Repeat exactly, and only, the lines of the entries below from the one with "fn parse_body(body: &str)" through the one with "own frame array", both ends included.

Supplied data below:

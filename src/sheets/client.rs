//! HTTP client for the remote tabular store.
//!
//! The store is a spreadsheet fronted by a script endpoint: reads return the
//! full 2-D grid of a tab, writes are form-encoded actions that append or
//! positionally overwrite rows. Responses are JSON in practice but the
//! content-type header is unreliable, so every body is parsed defensively.

use std::time::Duration;

use serde_json::Value;
use tracing::{debug, instrument};
use url::Url;

use crate::errors::ServiceError;
use crate::sheets::retry::is_transient_message;

/// Classifies a store-provided error message into the retryable or the
/// permanent side of the taxonomy.
fn store_error(message: impl Into<String>) -> ServiceError {
    let message = message.into();
    if is_transient_message(&message) {
        ServiceError::Transient(message)
    } else {
        ServiceError::Store(message)
    }
}

/// File payload for the store's Drive-backed upload action.
#[derive(Debug, Clone)]
pub struct FileUpload {
    pub base64_data: String,
    pub file_name: String,
    pub mime_type: String,
    pub folder_id: String,
}

#[derive(Clone)]
pub struct StoreClient {
    http: reqwest::Client,
    endpoint: Url,
}

impl StoreClient {
    /// Builds a client with an explicit request timeout, separate from the
    /// submitter's retry/backoff policy.
    pub fn new(endpoint: Url, request_timeout: Duration) -> Result<Self, ServiceError> {
        let http = reqwest::Client::builder()
            .timeout(request_timeout)
            .build()
            .map_err(|e| ServiceError::Internal(format!("failed to build HTTP client: {e}")))?;
        Ok(Self { http, endpoint })
    }

    /// Fetches the complete grid of one tab, header/metadata rows included.
    /// Offsets into this grid are the per-tab contract in [`crate::schema`].
    #[instrument(skip(self))]
    pub async fn fetch_grid(&self, tab: &str) -> Result<Vec<Vec<Value>>, ServiceError> {
        let mut url = self.endpoint.clone();
        url.query_pairs_mut().append_pair("sheet", tab);

        let response = self.http.get(url).send().await?;
        let status = response.status();
        let body = response.text().await?;
        if !status.is_success() {
            return Err(store_error(format!("HTTP {status}: {body}")));
        }

        let json = parse_body(&body)?;
        if let Some(err) = json.get("error").and_then(Value::as_str) {
            return Err(store_error(err.to_string()));
        }
        let grid: Vec<Vec<Value>> = json
            .get("data")
            .and_then(Value::as_array)
            .map(|rows| {
                rows.iter()
                    .map(|row| row.as_array().cloned().unwrap_or_default())
                    .collect()
            })
            .unwrap_or_default();
        debug!(tab, rows = grid.len(), "fetched grid");
        Ok(grid)
    }

    /// Column-scoped read. The store answers with either a `values` or a
    /// `data` key depending on deployment; both are accepted.
    #[instrument(skip(self))]
    pub async fn fetch_column(
        &self,
        sheet_id: &str,
        tab: &str,
        col: &str,
    ) -> Result<Vec<String>, ServiceError> {
        let mut url = self.endpoint.clone();
        url.query_pairs_mut()
            .append_pair("sheetId", sheet_id)
            .append_pair("tab", tab)
            .append_pair("col", col);

        let response = self.http.get(url).send().await?;
        let status = response.status();
        let body = response.text().await?;
        if !status.is_success() {
            return Err(store_error(format!("HTTP {status}: {body}")));
        }

        let json = parse_body(&body)?;
        let values: Vec<String> = json
            .get("values")
            .or_else(|| json.get("data"))
            .and_then(Value::as_array)
            .map(|vals| {
                vals.iter()
                    .map(|v| match v {
                        Value::String(s) => s.trim().to_string(),
                        Value::Null => String::new(),
                        other => other.to_string(),
                    })
                    .collect()
            })
            .unwrap_or_default();
        Ok(values)
    }

    /// Appends one row to a tab.
    #[instrument(skip(self, row))]
    pub async fn insert_row(&self, tab: &str, row: &[Value]) -> Result<(), ServiceError> {
        let row_json = serde_json::to_string(row)
            .map_err(|e| ServiceError::Internal(format!("row serialization failed: {e}")))?;
        self.post_action(&[
            ("action", "insert"),
            ("sheetName", tab),
            ("rowData", &row_json),
        ])
        .await
    }

    /// Appends many rows in one call.
    #[instrument(skip(self, rows))]
    pub async fn batch_insert(&self, tab: &str, rows: &[Vec<Value>]) -> Result<(), ServiceError> {
        let rows_json = serde_json::to_string(rows)
            .map_err(|e| ServiceError::Internal(format!("rows serialization failed: {e}")))?;
        self.post_action(&[
            ("action", "batch_insert"),
            ("sheetName", tab),
            ("rowsData", &rows_json),
        ])
        .await
    }

    /// Positionally overwrites one row. `row_index` is the 1-based absolute
    /// row number in the sheet, header rows included.
    #[instrument(skip(self, row, extra))]
    pub async fn update_row(
        &self,
        action: &str,
        tab: &str,
        row_index: usize,
        row: &[Value],
        extra: &[(&str, &str)],
    ) -> Result<(), ServiceError> {
        let row_json = serde_json::to_string(row)
            .map_err(|e| ServiceError::Internal(format!("row serialization failed: {e}")))?;
        let index = row_index.to_string();
        let mut params: Vec<(&str, &str)> = vec![
            ("action", action),
            ("sheetName", tab),
            ("rowIndex", &index),
            ("rowData", &row_json),
        ];
        params.extend_from_slice(extra);
        self.post_action(&params).await
    }

    /// Uploads a file through the store and returns the hosted URL.
    #[instrument(skip(self, file))]
    pub async fn upload_file(&self, file: &FileUpload) -> Result<String, ServiceError> {
        let response = self
            .http
            .post(self.endpoint.clone())
            .form(&[
                ("action", "uploadFile"),
                ("base64Data", &file.base64_data),
                ("fileName", &file.file_name),
                ("mimeType", &file.mime_type),
                ("folderId", &file.folder_id),
            ])
            .send()
            .await?;
        let status = response.status();
        let body = response.text().await?;
        if !status.is_success() {
            return Err(store_error(format!("HTTP {status}: {body}")));
        }
        let json = parse_body(&body)?;
        if json.get("success").and_then(Value::as_bool) == Some(false) {
            let msg = json
                .get("error")
                .and_then(Value::as_str)
                .unwrap_or("file upload rejected");
            return Err(store_error(msg.to_string()));
        }
        json.get("fileUrl")
            .and_then(Value::as_str)
            .map(str::to_string)
            .ok_or_else(|| ServiceError::Store("upload response carried no fileUrl".into()))
    }

    async fn post_action(&self, params: &[(&str, &str)]) -> Result<(), ServiceError> {
        let response = self
            .http
            .post(self.endpoint.clone())
            .form(params)
            .send()
            .await?;
        let status = response.status();
        let body = response.text().await?;
        if !status.is_success() {
            return Err(store_error(format!("HTTP {status}: {body}")));
        }
        check_write_body(&body)
    }
}

/// Attempts a JSON parse regardless of content-type; a non-JSON body is the
/// store's way of reporting an error.
fn parse_body(body: &str) -> Result<Value, ServiceError> {
    let trimmed = body.trim();
    if !trimmed.starts_with('{') && !trimmed.starts_with('[') {
        return Err(store_error(format!(
            "expected JSON but got: {}",
            &trimmed.chars().take(80).collect::<String>()
        )));
    }
    serde_json::from_str(trimmed).map_err(|_| store_error(format!("malformed response: {trimmed}")))
}

/// Write responses are `{ success, error? }`, but the store is known to
/// answer an empty body on success.
fn check_write_body(body: &str) -> Result<(), ServiceError> {
    let trimmed = body.trim();
    if trimmed.is_empty() {
        return Ok(());
    }
    let json = parse_body(trimmed)?;
    if json.get("success").and_then(Value::as_bool) == Some(false) {
        let msg = json
            .get("error")
            .and_then(Value::as_str)
            .or_else(|| json.get("message").and_then(Value::as_str))
            .unwrap_or("server rejected the write");
        return Err(store_error(msg.to_string()));
    }
    Ok(())
}
//! Level-of-Detail Tiers
//!
//! A model carries one [`LevelOfDetail`] per detail tier; tier 0 is full
//! detail and higher tiers are coarser. Each tier owns its own frame array
//! and a minimum camera distance; per-mesh geometry for the tier lives in
//! the matching [`MeshLod`](crate::MeshLod) of every mesh.

use crate::frame::Frame;

/// Default minimum camera distance for a tier: a fixed geometric progression
pub fn default_lod_distance(tier: usize) -> f32 {
    10.0 * (0.5 + tier as f32 * 0.5)
}

/// One detail tier of a model
#[derive(Debug, Clone, Default)]
pub struct LevelOfDetail {
    /// Camera distance from which this tier may be used
    min_distance: f32,
    /// Animation keyframes for this tier
    frames: Vec<Frame>,
}

impl LevelOfDetail {
    /// Create a tier with the default distance threshold for its index
    pub fn new(tier: usize) -> Self {
        Self {
            min_distance: default_lod_distance(tier),
            frames: Vec::new(),
        }
    }

    /// Minimum camera distance for this tier
    pub fn min_distance(&self) -> f32 {
        self.min_distance
    }

    /// Override the distance threshold
    pub fn set_min_distance(&mut self, distance: f32) {
        self.min_distance = distance;
    }

    /// Append a frame, returning its index
    pub fn add_frame(&mut self, frame: Frame) -> usize {
        self.frames.push(frame);
        self.frames.len() - 1
    }

    /// One frame by index
    pub fn frame(&self, index: usize) -> Option<&Frame> {
        self.frames.get(index)
    }

    /// All frames of this tier
    pub fn frames(&self) -> &[Frame] {
        &self.frames
    }

    /// Number of frames
    pub fn frame_count(&self) -> usize {
        self.frames.len()
    }
}

#[cfg(test)]
mod tests {
    use super::*;

    #[test]
    fn test_default_distance_progression() {
        assert_eq!(default_lod_distance(0), 5.0);
        assert_eq!(default_lod_distance(1), 10.0);
        assert_eq!(default_lod_distance(2), 15.0);
        // Strictly increasing
        for tier in 0..8 {
            assert!(default_lod_distance(tier) < default_lod_distance(tier + 1));
        }
    }

    #[test]
    fn test_distance_override() {
        let mut tier = LevelOfDetail::new(3);
        assert_eq!(tier.min_distance(), 20.0);
        tier.set_min_distance(7.5);
        assert_eq!(tier.min_distance(), 7.5);
    }
}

End of Supplied data.

◆ Your response ◆
fn parse_body(body: &str) -> Result<Value, ServiceError> {
    let trimmed = body.trim();
    if !trimmed.starts_with('{') && !trimmed.starts_with('[') {
        return Err(store_error(format!(
            "expected JSON but got: {}",
            &trimmed.chars().take(80).collect::<String>()
        )));
    }
    serde_json::from_str(trimmed).map_err(|_| store_error(format!("malformed response: {trimmed}")))
}

/// Write responses are `{ success, error? }`, but the store is known to
/// answer an empty body on success.
fn check_write_body(body: &str) -> Result<(), ServiceError> {
    let trimmed = body.trim();
    if trimmed.is_empty() {
        return Ok(());
    }
    let json = parse_body(trimmed)?;
    if json.get("success").and_then(Value::as_bool) == Some(false) {
        let msg = json
            .get("error")
            .and_then(Value::as_str)
            .or_else(|| json.get("message").and_then(Value::as_str))
            .unwrap_or("server rejected the write");
        return Err(store_error(msg.to_string()));
    }
    Ok(())
}
//! Level-of-Detail Tiers
//!
//! A model carries one [`LevelOfDetail`] per detail tier; tier 0 is full
//! detail and higher tiers are coarser. Each tier owns its own frame array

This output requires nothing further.